Plaintiff also filed a Motion to Amend Complaint (Doc. 29) within the period of time
provided for the filing of objections to the Report and Recommendations. That Motion was
subsequently granted by the Magistrate (Doc. 30). The Amended Complaint appears to potentially
cure at least one of the issues raised by Defendants in their Motion to Dismiss as well as in their
That “Motion” was denied by order of Magistrate Judge Marchewski on January 8,
2013. The Order directed the Clerk to re-file the document as a statement in support of the
adoption of the report and recommendation. The document was re-filed as such (Doc. 31).
objections to the Magistrate’s findings. However, even if the Court were to consider Plaintiff’s
Motion to Amend Complaint (which was subsequently filed as his Amended Complaint (Doc. 32)
as properly being a part of his objections to the findings of the Magistrate, any new arguments
presented for the first time in that document could be considered waived by Plaintiff. Ridenour v.

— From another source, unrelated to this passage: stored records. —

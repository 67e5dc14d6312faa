//! 挂号状态机
//!
//! 管理挂号记录的分诊状态转换，只允许向前流转

use clinic_core::{ClinicError, RegistrationStatus, Result};
use serde::{Deserialize, Serialize};
use std::collections::HashMap;

/// 状态转换事件
#[derive(Debug, Clone, Copy, Serialize, Deserialize, PartialEq, Eq, Hash)]
pub enum RegistrationEvent {
    Start,  // 开始检查
    Finish, // 检查完成
}

/// 挂号状态机
#[derive(Debug)]
pub struct RegistrationStateMachine {
    transitions: HashMap<(RegistrationStatus, RegistrationEvent), RegistrationStatus>,
}

impl RegistrationStateMachine {
    /// 创建新的状态机实例
    pub fn new() -> Self {
        let mut transitions = HashMap::new();

        // 定义状态转换规则
        transitions.insert((RegistrationStatus::Pending, RegistrationEvent::Start), RegistrationStatus::Running);
        transitions.insert((RegistrationStatus::Pending, RegistrationEvent::Finish), RegistrationStatus::Complete);
        transitions.insert((RegistrationStatus::Running, RegistrationEvent::Finish), RegistrationStatus::Complete);

        Self { transitions }
    }

    /// 检查状态转换是否有效
    pub fn can_transition(&self, from: RegistrationStatus, event: RegistrationEvent) -> bool {
        self.transitions.contains_key(&(from, event))
    }

    /// 执行状态转换
    pub fn transition(&self, from: RegistrationStatus, event: RegistrationEvent) -> Result<RegistrationStatus> {
        match self.transitions.get(&(from, event)) {
            Some(to) => Ok(*to),
            None => Err(ClinicError::InvalidStateTransition {
                from: from.to_string(),
                to: format!("{:?}", event),
            }),
        }
    }

    /// 目标状态对应的事件；Pending 没有入口事件
    pub fn event_for_target(target: RegistrationStatus) -> Option<RegistrationEvent> {
        match target {
            RegistrationStatus::Pending => None,
            RegistrationStatus::Running => Some(RegistrationEvent::Start),
            RegistrationStatus::Complete => Some(RegistrationEvent::Finish),
        }
    }

    /// 按目标状态执行转换
    pub fn transition_to(&self, from: RegistrationStatus, to: RegistrationStatus) -> Result<RegistrationStatus> {
        let invalid = || ClinicError::InvalidStateTransition {
            from: from.to_string(),
            to: to.to_string(),
        };

        let event = Self::event_for_target(to).ok_or_else(invalid)?;
        self.transition(from, event).map_err(|_| invalid())
    }

    /// 当前状态下可到达的目标状态，按流转顺序排列
    pub fn available_targets(&self, current: RegistrationStatus) -> Vec<RegistrationStatus> {
        let mut targets: Vec<RegistrationStatus> = self
            .transitions
            .iter()
            .filter(|((state, _), _)| *state == current)
            .map(|(_, to)| *to)
            .collect();
        targets.sort();
        targets.dedup();
        targets
    }

    /// 获取状态的所有可能事件
    pub fn get_possible_events(&self, current: RegistrationStatus) -> Vec<RegistrationEvent> {
        self.transitions
            .keys()
            .filter(|(state, _)| *state == current)
            .map(|(_, event)| *event)
            .collect()
    }
}

impl Default for RegistrationStateMachine {
    fn default() -> Self {
        Self::new()
    }
}

#[cfg(test)]
mod tests {
    use super::*;

    #[test]
    fn test_valid_transitions() {
        let sm = RegistrationStateMachine::new();

        assert!(sm.can_transition(RegistrationStatus::Pending, RegistrationEvent::Start));
        assert!(sm.can_transition(RegistrationStatus::Pending, RegistrationEvent::Finish));
        assert!(sm.can_transition(RegistrationStatus::Running, RegistrationEvent::Finish));
    }

    #[test]
    fn test_invalid_transitions() {
        let sm = RegistrationStateMachine::new();

        assert!(!sm.can_transition(RegistrationStatus::Running, RegistrationEvent::Start));
        assert!(!sm.can_transition(RegistrationStatus::Complete, RegistrationEvent::Start));
        assert!(!sm.can_transition(RegistrationStatus::Complete, RegistrationEvent::Finish));
    }

    #[test]
    fn test_backward_targets_rejected() {
        let sm = RegistrationStateMachine::new();

        assert!(sm.transition_to(RegistrationStatus::Complete, RegistrationStatus::Pending).is_err());
        assert!(sm.transition_to(RegistrationStatus::Complete, RegistrationStatus::Running).is_err());
        assert!(sm.transition_to(RegistrationStatus::Running, RegistrationStatus::Pending).is_err());
        assert_eq!(
            sm.transition_to(RegistrationStatus::Pending, RegistrationStatus::Complete).unwrap(),
            RegistrationStatus::Complete
        );
    }

    #[test]
    fn test_available_targets() {
        let sm = RegistrationStateMachine::new();

        assert_eq!(
            sm.available_targets(RegistrationStatus::Pending),
            vec![RegistrationStatus::Running, RegistrationStatus::Complete]
        );
        assert_eq!(sm.available_targets(RegistrationStatus::Running), vec![RegistrationStatus::Complete]);
        assert!(sm.available_targets(RegistrationStatus::Complete).is_empty());
        assert!(sm.get_possible_events(RegistrationStatus::Complete).is_empty());
    }
}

Boehringer Ingelheim Pharms., Inc., 679 F.3d 1062, 1067 (8th Cir. 2012) (finding district court
properly refused to consider a plaintiff’s arguments not presented first to the magistrate judge). “To
hold otherwise would allow a claimant to raise new claims to the district court and thus effectively
have two opportunities for judicial review.” Roberts v. Apfel, 222 F.3d 466, 470 (8th Cir. 2000).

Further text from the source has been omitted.